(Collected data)
════════════════
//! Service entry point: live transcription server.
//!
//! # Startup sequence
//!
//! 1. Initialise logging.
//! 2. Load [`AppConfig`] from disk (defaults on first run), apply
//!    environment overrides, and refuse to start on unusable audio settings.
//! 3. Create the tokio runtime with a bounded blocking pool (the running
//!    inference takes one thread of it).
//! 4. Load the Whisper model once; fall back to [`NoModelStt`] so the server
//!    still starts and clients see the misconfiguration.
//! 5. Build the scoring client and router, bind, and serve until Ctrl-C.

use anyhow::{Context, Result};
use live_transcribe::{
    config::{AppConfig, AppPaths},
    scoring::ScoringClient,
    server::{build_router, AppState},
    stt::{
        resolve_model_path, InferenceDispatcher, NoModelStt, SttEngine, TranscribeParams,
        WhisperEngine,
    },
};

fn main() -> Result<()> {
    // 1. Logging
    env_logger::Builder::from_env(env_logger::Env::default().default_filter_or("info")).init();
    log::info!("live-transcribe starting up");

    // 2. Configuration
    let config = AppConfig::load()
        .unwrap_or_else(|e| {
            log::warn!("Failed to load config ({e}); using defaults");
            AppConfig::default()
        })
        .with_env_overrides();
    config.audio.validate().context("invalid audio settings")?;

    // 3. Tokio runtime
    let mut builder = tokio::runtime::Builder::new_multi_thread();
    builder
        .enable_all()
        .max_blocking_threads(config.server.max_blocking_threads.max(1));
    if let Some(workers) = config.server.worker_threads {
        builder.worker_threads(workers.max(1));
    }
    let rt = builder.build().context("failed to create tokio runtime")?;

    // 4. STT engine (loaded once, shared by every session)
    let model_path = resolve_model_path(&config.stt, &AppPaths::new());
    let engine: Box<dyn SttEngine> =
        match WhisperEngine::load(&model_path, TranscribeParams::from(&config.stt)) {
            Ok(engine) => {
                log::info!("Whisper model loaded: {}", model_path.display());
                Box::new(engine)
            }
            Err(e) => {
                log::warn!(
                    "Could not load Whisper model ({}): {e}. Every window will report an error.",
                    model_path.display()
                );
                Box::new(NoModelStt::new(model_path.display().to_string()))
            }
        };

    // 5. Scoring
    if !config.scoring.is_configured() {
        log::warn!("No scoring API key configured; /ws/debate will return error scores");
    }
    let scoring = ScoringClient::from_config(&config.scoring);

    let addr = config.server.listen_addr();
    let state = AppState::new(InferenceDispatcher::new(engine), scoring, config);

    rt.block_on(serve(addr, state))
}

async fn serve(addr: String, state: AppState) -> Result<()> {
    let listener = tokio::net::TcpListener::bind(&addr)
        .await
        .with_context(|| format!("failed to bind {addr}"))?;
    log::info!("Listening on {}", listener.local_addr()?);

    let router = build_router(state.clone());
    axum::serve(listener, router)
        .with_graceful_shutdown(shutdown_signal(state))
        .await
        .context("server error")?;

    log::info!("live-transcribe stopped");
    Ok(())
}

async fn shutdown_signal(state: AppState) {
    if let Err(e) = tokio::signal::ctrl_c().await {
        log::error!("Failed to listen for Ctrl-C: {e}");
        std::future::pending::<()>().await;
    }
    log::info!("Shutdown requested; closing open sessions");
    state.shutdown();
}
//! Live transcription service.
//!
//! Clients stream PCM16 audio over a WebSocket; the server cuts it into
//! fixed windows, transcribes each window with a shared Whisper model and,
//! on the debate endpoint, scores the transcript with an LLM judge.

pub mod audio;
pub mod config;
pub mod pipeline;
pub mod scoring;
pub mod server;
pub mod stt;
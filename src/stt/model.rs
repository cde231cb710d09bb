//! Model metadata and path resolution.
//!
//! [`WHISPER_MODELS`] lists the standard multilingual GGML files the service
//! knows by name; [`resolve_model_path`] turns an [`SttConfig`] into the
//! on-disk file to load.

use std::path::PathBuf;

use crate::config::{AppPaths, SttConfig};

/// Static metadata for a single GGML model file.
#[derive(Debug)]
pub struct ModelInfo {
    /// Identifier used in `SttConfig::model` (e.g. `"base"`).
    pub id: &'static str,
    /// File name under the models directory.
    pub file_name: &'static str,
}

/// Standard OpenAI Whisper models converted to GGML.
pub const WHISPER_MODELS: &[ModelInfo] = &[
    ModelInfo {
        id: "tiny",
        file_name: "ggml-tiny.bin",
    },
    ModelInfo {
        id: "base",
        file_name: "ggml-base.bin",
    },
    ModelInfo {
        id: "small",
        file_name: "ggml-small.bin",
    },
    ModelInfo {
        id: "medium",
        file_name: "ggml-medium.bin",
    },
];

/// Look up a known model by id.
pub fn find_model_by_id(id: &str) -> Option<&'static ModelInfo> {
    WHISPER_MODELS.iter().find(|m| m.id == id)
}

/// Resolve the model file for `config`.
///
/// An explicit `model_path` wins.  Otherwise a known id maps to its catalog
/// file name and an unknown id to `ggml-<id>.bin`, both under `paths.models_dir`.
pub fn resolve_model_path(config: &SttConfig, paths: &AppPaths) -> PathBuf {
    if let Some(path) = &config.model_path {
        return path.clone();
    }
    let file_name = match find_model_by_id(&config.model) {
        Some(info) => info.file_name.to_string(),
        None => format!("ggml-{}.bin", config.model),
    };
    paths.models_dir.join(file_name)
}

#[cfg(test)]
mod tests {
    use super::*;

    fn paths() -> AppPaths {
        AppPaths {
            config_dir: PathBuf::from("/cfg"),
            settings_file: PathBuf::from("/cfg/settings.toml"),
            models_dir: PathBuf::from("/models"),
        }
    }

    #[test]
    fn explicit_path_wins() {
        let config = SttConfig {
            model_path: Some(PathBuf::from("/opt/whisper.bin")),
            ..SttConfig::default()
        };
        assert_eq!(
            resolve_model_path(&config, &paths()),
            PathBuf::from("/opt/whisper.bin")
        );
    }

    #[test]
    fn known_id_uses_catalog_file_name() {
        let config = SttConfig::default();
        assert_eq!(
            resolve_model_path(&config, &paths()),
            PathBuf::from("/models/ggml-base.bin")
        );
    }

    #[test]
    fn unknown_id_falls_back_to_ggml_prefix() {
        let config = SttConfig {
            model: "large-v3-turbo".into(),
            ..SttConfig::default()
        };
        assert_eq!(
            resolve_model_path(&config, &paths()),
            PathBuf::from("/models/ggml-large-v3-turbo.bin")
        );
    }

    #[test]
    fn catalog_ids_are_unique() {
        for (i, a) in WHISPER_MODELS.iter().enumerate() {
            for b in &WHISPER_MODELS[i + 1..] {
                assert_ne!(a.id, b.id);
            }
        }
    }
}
════════════════
> **Task details**
Give the entries again in full, with nothing changed.

> **Final answer**
//! Service entry point: live transcription server.
//!
//! # Startup sequence
//!
//! 1. Initialise logging.
//! 2. Load [`AppConfig`] from disk (defaults on first run), apply
//!    environment overrides, and refuse to start on unusable audio settings.
//! 3. Create the tokio runtime with a bounded blocking pool (the running
//!    inference takes one thread of it).
//! 4. Load the Whisper model once; fall back to [`NoModelStt`] so the server
//!    still starts and clients see the misconfiguration.
//! 5. Build the scoring client and router, bind, and serve until Ctrl-C.

use anyhow::{Context, Result};
use live_transcribe::{
    config::{AppConfig, AppPaths},
    scoring::ScoringClient,
    server::{build_router, AppState},
    stt::{
        resolve_model_path, InferenceDispatcher, NoModelStt, SttEngine, TranscribeParams,
        WhisperEngine,
    },
};

fn main() -> Result<()> {
    // 1. Logging
    env_logger::Builder::from_env(env_logger::Env::default().default_filter_or("info")).init();
    log::info!("live-transcribe starting up");

    // 2. Configuration
    let config = AppConfig::load()
        .unwrap_or_else(|e| {
            log::warn!("Failed to load config ({e}); using defaults");
            AppConfig::default()
        })
        .with_env_overrides();
    config.audio.validate().context("invalid audio settings")?;

    // 3. Tokio runtime
    let mut builder = tokio::runtime::Builder::new_multi_thread();
    builder
        .enable_all()
        .max_blocking_threads(config.server.max_blocking_threads.max(1));
    if let Some(workers) = config.server.worker_threads {
        builder.worker_threads(workers.max(1));
    }
    let rt = builder.build().context("failed to create tokio runtime")?;

    // 4. STT engine (loaded once, shared by every session)
    let model_path = resolve_model_path(&config.stt, &AppPaths::new());
    let engine: Box<dyn SttEngine> =
        match WhisperEngine::load(&model_path, TranscribeParams::from(&config.stt)) {
            Ok(engine) => {
                log::info!("Whisper model loaded: {}", model_path.display());
                Box::new(engine)
            }
            Err(e) => {
                log::warn!(
                    "Could not load Whisper model ({}): {e}. Every window will report an error.",
                    model_path.display()
                );
                Box::new(NoModelStt::new(model_path.display().to_string()))
            }
        };

    // 5. Scoring
    if !config.scoring.is_configured() {
        log::warn!("No scoring API key configured; /ws/debate will return error scores");
    }
    let scoring = ScoringClient::from_config(&config.scoring);

    let addr = config.server.listen_addr();
    let state = AppState::new(InferenceDispatcher::new(engine), scoring, config);

    rt.block_on(serve(addr, state))
}

async fn serve(addr: String, state: AppState) -> Result<()> {
    let listener = tokio::net::TcpListener::bind(&addr)
        .await
        .with_context(|| format!("failed to bind {addr}"))?;
    log::info!("Listening on {}", listener.local_addr()?);

    let router = build_router(state.clone());
    axum::serve(listener, router)
        .with_graceful_shutdown(shutdown_signal(state))
        .await
        .context("server error")?;

    log::info!("live-transcribe stopped");
    Ok(())
}

async fn shutdown_signal(state: AppState) {
    if let Err(e) = tokio::signal::ctrl_c().await {
        log::error!("Failed to listen for Ctrl-C: {e}");
        std::future::pending::<()>().await;
    }
    log::info!("Shutdown requested; closing open sessions");
    state.shutdown();
}
//! Live transcription service.
//!
//! Clients stream PCM16 audio over a WebSocket; the server cuts it into
//! fixed windows, transcribes each window with a shared Whisper model and,
//! on the debate endpoint, scores the transcript with an LLM judge.

pub mod audio;
pub mod config;
pub mod pipeline;
pub mod scoring;
pub mod server;
pub mod stt;
filename src/stt/model.rs
repository cde231cb710d09bb
//! Model metadata and path resolution.
//!
//! [`WHISPER_MODELS`] lists the standard multilingual GGML files the service
//! knows by name; [`resolve_model_path`] turns an [`SttConfig`] into the
//! on-disk file to load.

use std::path::PathBuf;

use crate::config::{AppPaths, SttConfig};

/// Static metadata for a single GGML model file.
#[derive(Debug)]
pub struct ModelInfo {
    /// Identifier used in `SttConfig::model` (e.g. `"base"`).
    pub id: &'static str,
    /// File name under the models directory.
    pub file_name: &'static str,
}

/// Standard OpenAI Whisper models converted to GGML.
pub const WHISPER_MODELS: &[ModelInfo] = &[
    ModelInfo {
        id: "tiny",
        file_name: "ggml-tiny.bin",
    },
    ModelInfo {
        id: "base",
        file_name: "ggml-base.bin",
    },
    ModelInfo {
        id: "small",
        file_name: "ggml-small.bin",
    },
    ModelInfo {
        id: "medium",
        file_name: "ggml-medium.bin",
    },
];

/// Look up a known model by id.
pub fn find_model_by_id(id: &str) -> Option<&'static ModelInfo> {
    WHISPER_MODELS.iter().find(|m| m.id == id)
}

/// Resolve the model file for `config`.
///
/// An explicit `model_path` wins.  Otherwise a known id maps to its catalog
/// file name and an unknown id to `ggml-<id>.bin`, both under `paths.models_dir`.
pub fn resolve_model_path(config: &SttConfig, paths: &AppPaths) -> PathBuf {
    if let Some(path) = &config.model_path {
        return path.clone();
    }
    let file_name = match find_model_by_id(&config.model) {
        Some(info) => info.file_name.to_string(),
        None => format!("ggml-{}.bin", config.model),
    };
    paths.models_dir.join(file_name)
}

#[cfg(test)]
mod tests {
    use super::*;

    fn paths() -> AppPaths {
        AppPaths {
            config_dir: PathBuf::from("/cfg"),
            settings_file: PathBuf::from("/cfg/settings.toml"),
            models_dir: PathBuf::from("/models"),
        }
    }

    #[test]
    fn explicit_path_wins() {
        let config = SttConfig {
            model_path: Some(PathBuf::from("/opt/whisper.bin")),
            ..SttConfig::default()
        };
        assert_eq!(
            resolve_model_path(&config, &paths()),
            PathBuf::from("/opt/whisper.bin")
        );
    }

    #[test]
    fn known_id_uses_catalog_file_name() {
        let config = SttConfig::default();
        assert_eq!(
            resolve_model_path(&config, &paths()),
            PathBuf::from("/models/ggml-base.bin")
        );
    }

    #[test]
    fn unknown_id_falls_back_to_ggml_prefix() {
        let config = SttConfig {
            model: "large-v3-turbo".into(),
            ..SttConfig::default()
        };
        assert_eq!(
            resolve_model_path(&config, &paths()),
            PathBuf::from("/models/ggml-large-v3-turbo.bin")
        );
    }

    #[test]
    fn catalog_ids_are_unique() {
        for (i, a) in WHISPER_MODELS.iter().enumerate() {
            for b in &WHISPER_MODELS[i + 1..] {
                assert_ne!(a.id, b.id);
            }
        }
    }
}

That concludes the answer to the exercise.